- Entries taken from a collection -
####
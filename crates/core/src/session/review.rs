use crate::model::{AnswerId, Difficulty, Question, QuestionId};

/// Study hint shown for a missed question that carries no explanation.
pub const FALLBACK_STUDY_HINT: &str =
    "Review the course material to understand this concept better.";

/// One answer option as shown in review mode.
#[derive(Debug, Clone, PartialEq, Eq)]
pub struct ReviewOption {
    pub id: AnswerId,
    pub text: String,
    pub is_correct: bool,
    pub is_selected: bool,
}

/// A question after completion, with correctness revealed.
#[derive(Debug, Clone, PartialEq, Eq)]
pub struct QuestionReview {
    pub question_id: QuestionId,
    pub prompt: String,
    pub difficulty: Difficulty,
    pub weight: u32,
    pub options: Vec<ReviewOption>,
    pub selected: Option<AnswerId>,
    pub is_correct: bool,
    /// One-line verdict naming the correct answer.
    pub verdict: String,
    /// The question's explanation; falls back to the verdict for correct
    /// answers and to a study hint for missed ones.
    pub explanation: String,
}

impl QuestionReview {
    #[must_use]
    pub fn is_answered(&self) -> bool {
        self.selected.is_some()
    }
}

/// Build the review projection of `question` given the learner's selection.
#[must_use]
pub fn review_question(question: &Question, selected: Option<&AnswerId>) -> QuestionReview {
    let is_correct = selected.is_some_and(|id| question.is_correct_selection(id));
    let correct_text = question.correct_answer().map(|a| a.text.as_str());

    let verdict = match (is_correct, correct_text) {
        (true, Some(text)) => format!("You correctly identified \"{text}\" as the right answer."),
        (false, Some(text)) => format!("The correct answer is \"{text}\"."),
        (_, None) => "No correct answer was provided for this question.".to_owned(),
    };

    let explanation = match question.explanation() {
        Some(text) => text.to_owned(),
        None if is_correct => verdict.clone(),
        None => FALLBACK_STUDY_HINT.to_owned(),
    };

    let correct_id = question.correct_answer().map(|a| &a.id);
    let options = question
        .answers()
        .iter()
        .map(|answer| ReviewOption {
            id: answer.id.clone(),
            text: answer.text.clone(),
            is_correct: Some(&answer.id) == correct_id,
            is_selected: selected == Some(&answer.id),
        })
        .collect();

    QuestionReview {
        question_id: question.id().clone(),
        prompt: question.prompt().to_owned(),
        difficulty: question.difficulty(),
        weight: question.weight(),
        options,
        selected: selected.cloned(),
        is_correct,
        verdict,
        explanation,
    }
}
//! JSON shapes exchanged with the course platform API.

use chrono::{DateTime, Utc};
use serde::{Deserialize, Serialize};

#[derive(Debug, Deserialize)]
#[serde(rename_all = "camelCase")]
pub(crate) struct QuizDto {
    pub quizz_id: String,
    #[serde(default)]
    pub questions: Vec<QuestionDto>,
}

#[derive(Debug, Deserialize)]
#[serde(rename_all = "camelCase")]
pub(crate) struct QuestionDto {
    pub question_id: String,
    pub question: String,
    #[serde(default)]
    pub difficulty: Option<String>,
    #[serde(default)]
    pub weight: Option<u32>,
    #[serde(default)]
    pub answers: Vec<AnswerDto>,
    #[serde(default)]
    pub explanation: Option<String>,
}

#[derive(Debug, Deserialize)]
#[serde(rename_all = "camelCase")]
pub(crate) struct AnswerDto {
    pub answer_id: String,
    pub answer: String,
    #[serde(default)]
    pub is_correct: bool,
}

#[derive(Debug, Serialize)]
#[serde(rename_all = "camelCase")]
pub(crate) struct AnswerSubmitDto<'a> {
    pub question_id: &'a str,
    pub answer_id: &'a str,
}

#[derive(Debug, Serialize)]
#[serde(rename_all = "camelCase")]
pub(crate) struct SubmitQuizDto<'a> {
    pub quizz_id: &'a str,
    pub answers: Vec<AnswerSubmitDto<'a>>,
}

#[derive(Debug, Serialize)]
#[serde(rename_all = "camelCase")]
pub(crate) struct SubmitExamDto<'a> {
    pub course_id: &'a str,
    pub answers: Vec<AnswerSubmitDto<'a>>,
}

#[derive(Debug, Default, Deserialize)]
#[serde(rename_all = "camelCase", default)]
pub(crate) struct DifficultyStatsDto {
    pub correct: u32,
    pub total: u32,
    pub percentage: f64,
    pub weighted_score: f64,
    pub total_weight: u32,
}

#[derive(Debug, Default, Deserialize)]
#[serde(default)]
pub(crate) struct ByDifficultyDto {
    pub easy: DifficultyStatsDto,
    pub medium: DifficultyStatsDto,
    pub hard: DifficultyStatsDto,
}

#[derive(Debug, Default, Deserialize)]
#[serde(rename_all = "camelCase", default)]
pub(crate) struct BreakdownDto {
    pub by_difficulty: ByDifficultyDto,
}

#[derive(Debug, Default, Deserialize)]
#[serde(default)]
pub(crate) struct ScoreAnalysisDto {
    pub breakdown: BreakdownDto,
}

#[derive(Debug, Deserialize)]
#[serde(rename_all = "camelCase")]
pub(crate) struct GradedAnswerDto {
    pub question_id: String,
    #[serde(default)]
    pub answer_id: Option<String>,
    #[serde(default)]
    pub is_correct: bool,
}

#[derive(Debug, Deserialize)]
#[serde(rename_all = "camelCase")]
pub(crate) struct ResultDto {
    #[serde(default)]
    pub store_id: Option<String>,
    #[serde(default)]
    pub quizz_id: Option<String>,
    pub score: f64,
    #[serde(default)]
    pub answers: Vec<GradedAnswerDto>,
    #[serde(default)]
    pub created_at: Option<DateTime<Utc>>,
    #[serde(default)]
    pub score_analysis: Option<ScoreAnalysisDto>,
}

/// Some endpoints wrap payloads in `{success, data, message}`, others return
/// the bare value.
#[derive(Debug, Deserialize)]
#[serde(untagged)]
pub(crate) enum Payload<T> {
    Envelope {
        success: bool,
        data: Option<T>,
        #[serde(default)]
        message: Option<String>,
    },
    Bare(T),
}

/// Result lists arrive as an array or, for a single stored result, a lone object.
#[derive(Debug, Deserialize)]
#[serde(untagged)]
pub(crate) enum OneOrMany<T> {
    Many(Vec<T>),
    One(T),
}

impl<T> OneOrMany<T> {
    pub fn into_vec(self) -> Vec<T> {
        match self {
            OneOrMany::Many(items) => items,
            OneOrMany::One(item) => vec![item],
        }
    }
}

#[derive(Debug, Default, Deserialize)]
pub(crate) struct ErrorBodyDto {
    #[serde(default)]
    pub message: Option<serde_json::Value>,
}

impl ErrorBodyDto {
    /// NestJS-style bodies carry either a string or a list of strings.
    pub fn into_message(self) -> Option<String> {
        match self.message? {
            serde_json::Value::String(s) => Some(s),
            serde_json::Value::Array(items) => Some(
                items
                    .iter()
                    .filter_map(serde_json::Value::as_str)
                    .collect::<Vec<_>>()
                    .join("; "),
            ),
            _ => None,
        }
    }
}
####
- Exercise aim -
Transcribe every record verbatim.

- Task answer -
filename crates/core/src/session/review.rs
use crate::model::{AnswerId, Difficulty, Question, QuestionId};

/// Study hint shown for a missed question that carries no explanation.
pub const FALLBACK_STUDY_HINT: &str =
    "Review the course material to understand this concept better.";

/// One answer option as shown in review mode.
#[derive(Debug, Clone, PartialEq, Eq)]
pub struct ReviewOption {
    pub id: AnswerId,
    pub text: String,
    pub is_correct: bool,
    pub is_selected: bool,
}

/// A question after completion, with correctness revealed.
#[derive(Debug, Clone, PartialEq, Eq)]
pub struct QuestionReview {
    pub question_id: QuestionId,
    pub prompt: String,
    pub difficulty: Difficulty,
    pub weight: u32,
    pub options: Vec<ReviewOption>,
    pub selected: Option<AnswerId>,
    pub is_correct: bool,
    /// One-line verdict naming the correct answer.
    pub verdict: String,
    /// The question's explanation; falls back to the verdict for correct
    /// answers and to a study hint for missed ones.
    pub explanation: String,
}

impl QuestionReview {
    #[must_use]
    pub fn is_answered(&self) -> bool {
        self.selected.is_some()
    }
}

/// Build the review projection of `question` given the learner's selection.
#[must_use]
pub fn review_question(question: &Question, selected: Option<&AnswerId>) -> QuestionReview {
    let is_correct = selected.is_some_and(|id| question.is_correct_selection(id));
    let correct_text = question.correct_answer().map(|a| a.text.as_str());

    let verdict = match (is_correct, correct_text) {
        (true, Some(text)) => format!("You correctly identified \"{text}\" as the right answer."),
        (false, Some(text)) => format!("The correct answer is \"{text}\"."),
        (_, None) => "No correct answer was provided for this question.".to_owned(),
    };

    let explanation = match question.explanation() {
        Some(text) => text.to_owned(),
        None if is_correct => verdict.clone(),
        None => FALLBACK_STUDY_HINT.to_owned(),
    };

    let correct_id = question.correct_answer().map(|a| &a.id);
    let options = question
        .answers()
        .iter()
        .map(|answer| ReviewOption {
            id: answer.id.clone(),
            text: answer.text.clone(),
            is_correct: Some(&answer.id) == correct_id,
            is_selected: selected == Some(&answer.id),
        })
        .collect();

    QuestionReview {
        question_id: question.id().clone(),
        prompt: question.prompt().to_owned(),
        difficulty: question.difficulty(),
        weight: question.weight(),
        options,
        selected: selected.cloned(),
        is_correct,
        verdict,
        explanation,
    }
}
//! JSON shapes exchanged with the course platform API.

use chrono::{DateTime, Utc};
use serde::{Deserialize, Serialize};

#[derive(Debug, Deserialize)]
#[serde(rename_all = "camelCase")]
pub(crate) struct QuizDto {
    pub quizz_id: String,
    #[serde(default)]
    pub questions: Vec<QuestionDto>,
}

#[derive(Debug, Deserialize)]
#[serde(rename_all = "camelCase")]
pub(crate) struct QuestionDto {
    pub question_id: String,
    pub question: String,
    #[serde(default)]
    pub difficulty: Option<String>,
    #[serde(default)]
    pub weight: Option<u32>,
    #[serde(default)]
    pub answers: Vec<AnswerDto>,
    #[serde(default)]
    pub explanation: Option<String>,
}

#[derive(Debug, Deserialize)]
#[serde(rename_all = "camelCase")]
pub(crate) struct AnswerDto {
    pub answer_id: String,
    pub answer: String,
    #[serde(default)]
    pub is_correct: bool,
}

#[derive(Debug, Serialize)]
#[serde(rename_all = "camelCase")]
pub(crate) struct AnswerSubmitDto<'a> {
    pub question_id: &'a str,
    pub answer_id: &'a str,
}

#[derive(Debug, Serialize)]
#[serde(rename_all = "camelCase")]
pub(crate) struct SubmitQuizDto<'a> {
    pub quizz_id: &'a str,
    pub answers: Vec<AnswerSubmitDto<'a>>,
}

#[derive(Debug, Serialize)]
#[serde(rename_all = "camelCase")]
pub(crate) struct SubmitExamDto<'a> {
    pub course_id: &'a str,
    pub answers: Vec<AnswerSubmitDto<'a>>,
}

#[derive(Debug, Default, Deserialize)]
#[serde(rename_all = "camelCase", default)]
pub(crate) struct DifficultyStatsDto {
    pub correct: u32,
    pub total: u32,
    pub percentage: f64,
    pub weighted_score: f64,
    pub total_weight: u32,
}

#[derive(Debug, Default, Deserialize)]
#[serde(default)]
pub(crate) struct ByDifficultyDto {
    pub easy: DifficultyStatsDto,
    pub medium: DifficultyStatsDto,
    pub hard: DifficultyStatsDto,
}

#[derive(Debug, Default, Deserialize)]
#[serde(rename_all = "camelCase", default)]
pub(crate) struct BreakdownDto {
    pub by_difficulty: ByDifficultyDto,
}

#[derive(Debug, Default, Deserialize)]
#[serde(default)]
pub(crate) struct ScoreAnalysisDto {
    pub breakdown: BreakdownDto,
}

#[derive(Debug, Deserialize)]
#[serde(rename_all = "camelCase")]
pub(crate) struct GradedAnswerDto {
    pub question_id: String,
    #[serde(default)]
    pub answer_id: Option<String>,
    #[serde(default)]
    pub is_correct: bool,
}

#[derive(Debug, Deserialize)]
#[serde(rename_all = "camelCase")]
pub(crate) struct ResultDto {
    #[serde(default)]
    pub store_id: Option<String>,
    #[serde(default)]
    pub quizz_id: Option<String>,
    pub score: f64,
    #[serde(default)]
    pub answers: Vec<GradedAnswerDto>,
    #[serde(default)]
    pub created_at: Option<DateTime<Utc>>,
    #[serde(default)]
    pub score_analysis: Option<ScoreAnalysisDto>,
}

/// Some endpoints wrap payloads in `{success, data, message}`, others return
/// the bare value.
#[derive(Debug, Deserialize)]
#[serde(untagged)]
pub(crate) enum Payload<T> {
    Envelope {
        success: bool,
        data: Option<T>,
        #[serde(default)]
        message: Option<String>,
    },
    Bare(T),
}

/// Result lists arrive as an array or, for a single stored result, a lone object.
#[derive(Debug, Deserialize)]
#[serde(untagged)]
pub(crate) enum OneOrMany<T> {
    Many(Vec<T>),
    One(T),
}

impl<T> OneOrMany<T> {
    pub fn into_vec(self) -> Vec<T> {
        match self {
            OneOrMany::Many(items) => items,
            OneOrMany::One(item) => vec![item],
        }
    }
}

#[derive(Debug, Default, Deserialize)]
pub(crate) struct ErrorBodyDto {
    #[serde(default)]
    pub message: Option<serde_json::Value>,
}

impl ErrorBodyDto {
    /// NestJS-style bodies carry either a string or a list of strings.
    pub fn into_message(self) -> Option<String> {
        match self.message? {
            serde_json::Value::String(s) => Some(s),
            serde_json::Value::Array(items) => Some(
                items
                    .iter()
                    .filter_map(serde_json::Value::as_str)
                    .collect::<Vec<_>>()
                    .join("; "),
            ),
            _ => None,
        }
    }
}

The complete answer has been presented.